What does the forum think on this "close enough" idea? Maybe other codes have weighed in on this?

 

[KootK]

Otherwise you'd have to resort to inclined reinforcement which looks odd to me and seems unnecessary.

I agree. I've certainly seen the inclined cage done but I prefer not to do that if possible.

What does the forum think on this "close enough" idea? Maybe other codes have weighed in on this?

1) Practically, there must be some "close enough" inclination. That said, I've seen no formal recommendation on what that inclination might be.

2) I'd be very careful with the "close enough" strategy. Some things that worry me:

a) At the nodes on either end of the strut, you'll need to get the bar compression quickly, and convincingly, into the nodes. That may complicate detailing.

b) The bar compression in the verticals will need to walk laterally. This may not be a big deal but it's not something that's captured in our conventional STM's.

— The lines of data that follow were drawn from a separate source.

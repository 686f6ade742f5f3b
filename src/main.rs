use clap::Parser;
use fbackup::commands::{self, Cli, Commands, Outcome};
use fbackup::sysexits;
use std::process;

/// Entry point for the fbk CLI application.
/// Parses command-line arguments and dispatches to the appropriate command handler.
fn main() {
    let commands = match Cli::parse().commands {
        Some(commands) => commands,
        None => {
            eprintln!("fbk requires at least one command to execute. See 'fbk --help' for usage.");
            process::exit(sysexits::EX_KEYWORD);
        }
    };

    let result = match commands {
        Commands::Run { options, dry_run } => commands::run(&options, dry_run).map(report),
        Commands::Discover { options } => commands::run(&options, true).map(report),
        Commands::Config => commands::config(),
    };

    if let Err(e) = result {
        eprintln!("ERROR: {e}");
        process::exit(e.exit_code());
    }
}

fn report(outcome: Outcome) {
    match outcome {
        Outcome::Backup(summary) => println!(
            "Backed up {} source(s), {} size warning(s)",
            summary.archives.len(),
            summary.warnings()
        ),
        Outcome::Discovery(reports) => {
            println!("Discovered {} source(s), no archives written", reports.len())
        }
    }
}
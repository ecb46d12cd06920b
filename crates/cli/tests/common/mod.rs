//! Common utilities for integration tests

pub mod cli;
pub mod fixtures;

// Re-export commonly used items
#[allow(unused_imports)]
pub use fixtures::BinlogDir;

On occasion, I've used the strategy shown below. It is true that it is not the most direct load path and, perhaps, not the model most congruent with anticipated elastic stresses. That said, it does a much better job of jiving with conventional reinforcing schemes. In a way, it might actually be argued that this model does actually do a better job of capturing elastic stress distributions. After all, much compression will enter the system from the vertical steel in the columns above and below. That compression will dissipate into the body of the wallumn over a finite distance which is really just what the model reflects.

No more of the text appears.